The issue seems to be that when working in an azure job it has issues when dealing with AutoPeftModelForCausalLM and by association I assume Peft models in general. It struggles to use the variable that you assign to the peft model with the error that I mentioned above. If you instead refer to the models location in the mlflow.transformers.log_model args you can solve the problem with some extra steps. Code here:

peft_model = AutoPeftModelForCausalLM.from_pretrained(
    'models/finetuned_llama3', 
    local_files_only=True,
    config=LoraConfig(
        r=lora_config_dict["r"],
        lora_alpha=lora_config_dict["lora_alpha"],
        target_modules=lora_config_dict["target_modules"],
        lora_dropout=lora_config_dict["lora_dropout"],
        bias=lora_config_dict["bias"],
        task_type=lora_config_dict["task_type"]
    ), 
    device_map="cuda"
)
peft_model.model.config.quantization_config.use_exllama = True
peft_model.model.config.quantization_config.exllama_config = {"version": 2}

with open("models/finetuned_llama3/config.json", "w") as f:
    json.dump(peft_model.config.to_dict(), f, indent=4)

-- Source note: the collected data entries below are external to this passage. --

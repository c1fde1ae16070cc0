/// Shared data types for the meter synchronization engine.
///
/// Everything the portal-facing and analysis layers exchange lives here:
/// hourly readings, fetch windows, the error taxonomy surfaced to the host
/// platform, and the per-cycle result envelope. The authoritative series
/// container itself lives in `series.rs`.

use chrono::{NaiveDate, NaiveDateTime};
use serde::{Deserialize, Serialize};
use std::fmt;
use thiserror::Error;

// ---------------------------------------------------------------------------
// Readings
// ---------------------------------------------------------------------------

/// Unit of the usage values a portal reports. Only water meters (gallons)
/// are supported; anything else the portal advertises is carried through as
/// `Unsupported` so the host can refuse it with a clear message.
#[derive(Debug, Clone, Copy, PartialEq, Eq, Serialize, Deserialize)]
pub enum UsageUnit {
    Gallon,
    Unsupported,
}

impl fmt::Display for UsageUnit {
    fn fmt(&self, f: &mut fmt::Formatter<'_>) -> fmt::Result {
        match self {
            UsageUnit::Gallon => write!(f, "gal"),
            UsageUnit::Unsupported => write!(f, "?"),
        }
    }
}

/// One hourly usage reading from the portal.
///
/// Timestamps are hour-granular and expressed in the municipality's local
/// timezone (the portal reports local wall-clock times). Usage is the delta
/// consumed during that hour, not a cumulative register value.
#[derive(Debug, Clone, Copy, PartialEq, Serialize, Deserialize)]
pub struct MeterReading {
    pub timestamp: NaiveDateTime,
    pub usage: f64,
    pub unit: UsageUnit,
}

/// The meter's most recent register read from the portal's bundle endpoint:
/// the cumulative dial value (already scaled by the dial count) and when the
/// portal captured it.
#[derive(Debug, Clone, PartialEq, Serialize, Deserialize)]
pub struct MeterSnapshot {
    pub meter_number: String,
    pub register_value: f64,
    pub register_read_at: Option<NaiveDateTime>,
}

// ---------------------------------------------------------------------------
// Fetch windows
// ---------------------------------------------------------------------------

/// A contiguous, inclusive date range requested from the portal in one
/// logical fetch. The portal's interval endpoint is day-granular, so a
/// window of N days costs N requests.
#[derive(Debug, Clone, Copy, PartialEq, Eq, Serialize, Deserialize)]
pub struct ReadingWindow {
    pub start: NaiveDate,
    pub end: NaiveDate,
}

impl ReadingWindow {
    /// Builds a window, swapping the bounds if they arrive reversed.
    pub fn new(start: NaiveDate, end: NaiveDate) -> Self {
        if start <= end {
            Self { start, end }
        } else {
            Self { start: end, end: start }
        }
    }

    /// Number of days covered, inclusive of both endpoints.
    pub fn num_days(&self) -> i64 {
        (self.end - self.start).num_days() + 1
    }

    /// Iterates every day in the window, ascending.
    pub fn days(&self) -> impl Iterator<Item = NaiveDate> + '_ {
        self.start.iter_days().take(self.num_days().max(0) as usize)
    }

    pub fn contains(&self, day: NaiveDate) -> bool {
        self.start <= day && day <= self.end
    }
}

impl fmt::Display for ReadingWindow {
    fn fmt(&self, f: &mut fmt::Formatter<'_>) -> fmt::Result {
        write!(f, "{}..{}", self.start, self.end)
    }
}

// ---------------------------------------------------------------------------
// Error taxonomy
// ---------------------------------------------------------------------------

/// Everything that can go wrong talking to a portal, split by how the
/// orchestrator must react:
/// - `Authentication`: credentials rejected at login. Fatal for the cycle.
/// - `Authorization`: a previously valid session rejected mid-cycle.
///   Recovered once per cycle via invalidate + re-login.
/// - `Transport`: network/timeout/5xx. Retried with bounded backoff, then
///   the window is abandoned until the next cycle.
/// - `Schema`: the response parsed as something other than what this crate
///   reverse-engineered. Never retried in-cycle; usually means the portal
///   changed format.
#[derive(Debug, Error)]
pub enum PortalError {
    #[error("credentials rejected by the portal (HTTP {status})")]
    Authentication { status: u16 },

    #[error("session no longer accepted by the portal (HTTP {status})")]
    Authorization { status: u16 },

    #[error("transport failure talking to the portal: {0}")]
    Transport(String),

    #[error("unexpected portal response shape: {0}")]
    Schema(String),
}

impl PortalError {
    pub fn kind(&self) -> ErrorKind {
        match self {
            PortalError::Authentication { .. } => ErrorKind::Authentication,
            PortalError::Authorization { .. } => ErrorKind::Authorization,
            PortalError::Transport(_) => ErrorKind::Transport,
            PortalError::Schema(_) => ErrorKind::Schema,
        }
    }
}

impl From<reqwest::Error> for PortalError {
    fn from(err: reqwest::Error) -> Self {
        PortalError::Transport(err.to_string())
    }
}

/// Serializable projection of `PortalError` for the host-facing failure
/// list (the host logs/notifies on these, it does not match on messages).
#[derive(Debug, Clone, Copy, PartialEq, Eq, Serialize, Deserialize)]
#[serde(rename_all = "snake_case")]
pub enum ErrorKind {
    Authentication,
    Authorization,
    Transport,
    Schema,
}

impl fmt::Display for ErrorKind {
    fn fmt(&self, f: &mut fmt::Formatter<'_>) -> fmt::Result {
        match self {
            ErrorKind::Authentication => write!(f, "authentication"),
            ErrorKind::Authorization => write!(f, "authorization"),
            ErrorKind::Transport => write!(f, "transport"),
            ErrorKind::Schema => write!(f, "schema"),
        }
    }
}

/// Errors the orchestrator itself raises. Per-window failures never take
/// this path; they ride in `SyncResult::errors`.
#[derive(Debug, Error)]
pub enum SyncError {
    /// The login handshake failed before any window was fetched. The source
    /// distinguishes credential-rejected from transport from schema causes.
    /// On the very first cycle the host should treat this as a setup
    /// failure requiring user action.
    #[error("portal authentication failed: {0}")]
    Authentication(#[source] PortalError),

    /// `run_cycle` was invoked while a prior cycle for the same meter was
    /// still in flight. Overlapping cycles are rejected, never interleaved.
    #[error("a sync cycle is already in flight for this meter")]
    CycleInProgress,
}

/// A window the cycle could not complete, surfaced to the host for logging
/// and notification. The window is not queued anywhere: the next cycle's
/// plan re-derives it from the series state.
#[derive(Debug, Clone, Serialize)]
pub struct WindowFailure {
    pub window: ReadingWindow,
    pub kind: ErrorKind,
    pub message: String,
}

// ---------------------------------------------------------------------------
// Cycle result
// ---------------------------------------------------------------------------

/// Hand-off envelope returned by every sync cycle: the merged series for
/// the host to persist, statistics for its sensor attributes, the optional
/// register-read snapshot, and whatever went wrong per window.
#[derive(Debug, Clone)]
pub struct SyncResult {
    pub series: crate::series::SeriesState,
    pub statistics: crate::analysis::usage_stats::UsageStatistics,
    pub meter: Option<MeterSnapshot>,
    pub errors: Vec<WindowFailure>,
}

mlflow.transformers.log_model(
    transformers_model='models/finetuned_llama3',
    artifact_path="models/finetuned_llama3",
    registered_model_name="huggingface-finetuned-model",
    task="text-generation",
    save_pretrained=True
)

The extra step you need to take is adding the config file from you peft model to the directory that your model is saved in. This is because the config file you need is an attribute of the peft mode but if not in the folder that your finetuned model is saved in. The log model statement complains about that so you need to add the config file to that folder (seen in my json.dump).

Hopefully if someone else has this issue I hope they find this thread.

1 Like

This topic was automatically closed 12 hours after the last reply. New replies are no longer allowed.